青森の夏を彩る「弘前ねぷた」。6月10日、その巨大な山車が愛媛に初上陸した。迫力のねぷたが夜の街を練り歩き、会場は詰めかけた見物客の熱気であふれかえった。
“東北の夏祭り”が愛媛に初上陸
「弘前ねぷた祭り」は青森県で毎年8月初旬に開催される。

江戸時代中期の文献に登場してから300年余りの歴史を持つ七夕の祭りで、国の重要無形民俗文化財にも指定されている。その東北の夏祭りが愛媛にやって来た。

6月9日、1台のトレーラーが今治港に到着した。運ばれてきたのは輸送用にバラバラにしたねぷたのパーツで、大型クレーンを使って、慎重に下ろされていく。手際よく組み立てられた後は、入念に動作がチェックされ、翌日の本番に備える。

弘前市観光課・大竹芳知主事:
(ねぷた祭りの)期間が近づくたびに、弘前市では「じゃわめぐ」って言うんですけれども、気持ちがたかぶって楽しみにしてる人が多い。そんな歴史ある文化だと思います。(愛媛の)みなさん楽しみにしていらっしゃると思いますので、ぜひその雰囲気を再現できたら

愛媛・今治市は姉妹都市を結ぶ群馬・太田市を仲立ちに、2022年から青森・弘前市と交流をスタート。2023年2月にはお互いの市で、それぞれ特産のかんきつとリンゴを販売するフルーツ交流を行うなど、一気に距離が縮まった。今回は今治の人たちに勇壮な祭りを楽しんでもらおうと、ねぷたの披露が実現した。
大迫力のねぷたがお目見え
そして本番当日。会場になった今治港・はーばりーには「津軽三味線」や「ねぷた囃子」が響く中、いよいよねぷたのお披露目の日。
運行の1時間以上前から大勢の見物客が集まり、早くも会場の熱気が高まる。

掛け声:
ヤーヤドー、ヤーヤドー
午後7時半になると、勇ましいかけ声とともにねぷたに明かりがともされ、会場に向けていざ出発。
今回やって来た山車は、扇形をした「扇ねぷた」と呼ばれる種類で、高さ8メートル、重さ1トンと60台余りある弘前ねぷたの中でも最大級のもの。

勇壮な武者絵を描く正面の「鏡絵」は、中国の小説・水滸伝の「花和尚奮戦の図」で、妖艶な美女を描く後ろの「見送り絵」は「静御前」だ。

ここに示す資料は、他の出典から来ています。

// Copyright 2025 Neuraville Inc.
// SPDX-License-Identifier: Apache-2.0

//! # Nimbus Configuration System
//!
//! Type-safe node configuration with:
//! - TOML file parsing (`nimbus_configuration.toml`)
//! - Environment variable overrides (`NIMBUS_*`)
//! - CLI argument overrides
//!
//! ## Usage
//!
//! ```rust,no_run
//! use nimbus_config::{load_config, validate_config};
//!
//! let config = load_config(None, None).expect("Failed to load config");
//! validate_config(&config).expect("Invalid config");
//!
//! println!("Radio: {} Hz, SF{}", config.radio.frequency_hz, config.radio.spreading_factor);
//! ```
//!
//! Every value the node applies to hardware comes from here; the same
//! settings are re-applied identically after every reset.

/// Crate version from Cargo.toml
pub const VERSION: &str = env!("CARGO_PKG_VERSION");

pub mod loader;
pub mod types;
pub mod validation;

pub use loader::{apply_cli_overrides, apply_environment_overrides, find_config_file, load_config};
pub use types::*;
pub use validation::{validate_config, ConfigValidationError};

/// Configuration error types
#[derive(Debug, thiserror::Error)]
pub enum ConfigError {
    #[error("Config file not found. Searched: {0}")]
    FileNotFound(String),

    #[error("Failed to read config file: {0}")]
    IoError(#[from] std::io::Error),

    #[error("Invalid TOML syntax: {0}")]
    ParseError(String),

    #[error("Validation failed: {0}")]
    ValidationError(String),

    #[error("Invalid configuration value: {0}")]
    InvalidValue(String),
}

impl From<toml::de::Error> for ConfigError {
    fn from(err: toml::de::Error) -> Self {
        ConfigError::ParseError(err.to_string())
    }
}

/// Result type for configuration operations
pub type ConfigResult<T> = Result<T, ConfigError>;
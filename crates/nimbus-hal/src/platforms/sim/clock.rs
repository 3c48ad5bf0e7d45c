// Copyright 2025 Neuraville Inc.
// SPDX-License-Identifier: Apache-2.0

use std::sync::atomic::{AtomicU64, Ordering};
use std::sync::Arc;
use std::thread;
use std::time::{Duration, Instant};

use tracing::{debug, info};

use super::interrupt::{InterruptLine, WakeLine};
use super::trace::{TraceEvent, TraceRecorder};
use crate::hal::{Platform, PowerManager, TimeProvider};

/// Monotonic clock. In non-realtime mode delays advance a virtual offset
/// instead of sleeping.
#[derive(Debug)]
pub struct SimClock {
    start: Instant,
    skipped_us: AtomicU64,
    realtime: bool,
}

impl SimClock {
    pub fn new(realtime: bool) -> Self {
        Self {
            start: Instant::now(),
            skipped_us: AtomicU64::new(0),
            realtime,
        }
    }

    pub fn now_us(&self) -> u64 {
        self.start.elapsed().as_micros() as u64 + self.skipped_us.load(Ordering::Relaxed)
    }

    pub fn delay_us(&self, us: u32) {
        if self.realtime {
            thread::sleep(Duration::from_micros(u64::from(us)));
        } else {
            self.skipped_us.fetch_add(u64::from(us), Ordering::Relaxed);
        }
    }
}

/// Simulated core: clock, WFI, wake-line sleep and halt
pub struct SimPlatform {
    clock: Arc<SimClock>,
    irq: Arc<InterruptLine>,
    wake: Arc<WakeLine>,
    trace: TraceRecorder,
}

impl SimPlatform {
    pub(crate) fn new(
        clock: Arc<SimClock>,
        irq: Arc<InterruptLine>,
        wake: Arc<WakeLine>,
        trace: TraceRecorder,
    ) -> Self {
        Self {
            clock,
            irq,
            wake,
            trace,
        }
    }
}

impl TimeProvider for SimPlatform {
    fn get_time_us(&self) -> u64 {
        self.clock.now_us()
    }

    fn delay_us(&self, us: u32) {
        self.clock.delay_us(us);
    }
}

impl PowerManager for SimPlatform {
    fn wait_for_interrupt(&self) {
        self.irq.wait();
    }

    fn sleep_until_wake(&self) {
        debug!(target: "nimbus-hal", "[SIM] entering low-power sleep");
        self.wake.wait();
        self.trace.record(TraceEvent::Wake);
        debug!(target: "nimbus-hal", "[SIM] woke on falling edge");
    }
}

impl Platform for SimPlatform {
    fn name(&self) -> &'static str {
        "sim"
    }

    fn cpu_frequency_hz(&self) -> u32 {
        100_000_000
    }

    fn halt(&self) -> ! {
        info!(target: "nimbus-hal", "[SIM] halted");
        loop {
            thread::park();
        }
    }
}
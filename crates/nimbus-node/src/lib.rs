// Copyright 2025 Neuraville Inc.
// SPDX-License-Identifier: Apache-2.0

//! # Nimbus Node
//!
//! The sensing node's control loop and the device wrappers it sequences:
//!
//! - [`FrameSource`] - image sensor, readiness-gated frame access
//! - [`InferenceEngine`] - accelerator, interrupt-driven completion
//! - [`RadioReporter`] - LoRa reset/configure/send with a bounded ack wait
//! - [`DutyCycleController`] - the capture, infer and transmit state machine
//!
//! Feature extraction and classification live in `nimbus-neural`; device
//! traits and the simulated board in `nimbus-hal`.
//!
//! ```no_run
//! use nimbus_config::NimbusConfig;
//! use nimbus_hal::sim::{SimBoard, SimConfig};
//! use nimbus_node::{DutyCycleController, NodeSettings};
//!
//! let settings = NodeSettings::from_config(&NimbusConfig::default()).unwrap();
//! let (peripherals, handles) = SimBoard::build(SimConfig::default());
//! handles.wake.fire_n(3);
//!
//! let mut node = DutyCycleController::new(peripherals, settings);
//! let results = node.run_cycles(3).unwrap();
//! assert_eq!(results.len(), 3);
//! ```

/// Crate version from Cargo.toml
pub const VERSION: &str = env!("CARGO_PKG_VERSION");

pub mod controller;
pub mod diagnostics;
pub mod error;
pub mod frame_source;
pub mod frames;
pub mod inference_engine;
pub mod model;
pub mod radio_reporter;
pub mod settings;
pub mod state;

pub use controller::DutyCycleController;
pub use diagnostics::Diagnostics;
pub use error::{NodeError, RadioError, Result};
pub use frame_source::{FrameReady, FrameSource};
pub use inference_engine::{InferenceDone, InferenceEngine, InferenceRunning};
pub use model::{input_geometry, validate_model, AcceleratorShape, NUM_CLASSES};
pub use radio_reporter::{RadioPayload, RadioReporter, RadioTiming, TxOutcome, PAYLOAD_LEN};
pub use settings::{NodeSettings, SensorSettings};
pub use state::{CycleObserver, CycleState};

交差点では、ねぷたの高さが変わったり回転したりする演出もあり、観客から歓声が起こっていた。

子どもたち:
ヤーヤドー、ヤーヤドー

新居浜から訪れた女の子:
なんかすごかったです。きれいな絵だなと思って感動しました。青森のイベントがこっちに来てくれてうれしいです
親子連れの父親:
もうすごかったですね。大きいのとぐるーって回るのがもうすごくて、にぎやかでよかったです

高齢の男性:
一生見れるか見れんか。来年もやってもろたら、また来ます
「まだ来年くるはんで、へばなー!」
土曜の夜、ねぷたは市内の大通りを約1時間かけてゆったりと練り歩き、集まった5万人の観客は、本場さながらの弘前ねぷたの熱気に酔いしれた。

弘前市・櫻田宏市長:
今治初上陸で運行できたことを感謝申し上げます。次の時代を担う子どもたちに受け継いでいく。その決意でこれからも弘前ねぷた、頑張ってまいります
今治市・徳永繁樹市長:
弘前の夜はいかがでしたか?再び弘前ねぷたが、またやってくるその日を夢見て。きょうは本当にありがとうございました
ねぷたのひき手を務めた大竹さんも、予想以上の反響に感動していた。

弘前市・大竹芳知主事:
正直言ってこんなにたくさんの方、来てくださるとは思わなかった。びっくりなところが一番ですかね。たげ楽しかったはんで、今治市にまだ来年くるはんで、へばなー!(またね!)
愛媛初上陸となった弘前ねぷた。青森の夏の風情を今治に運んでくれた。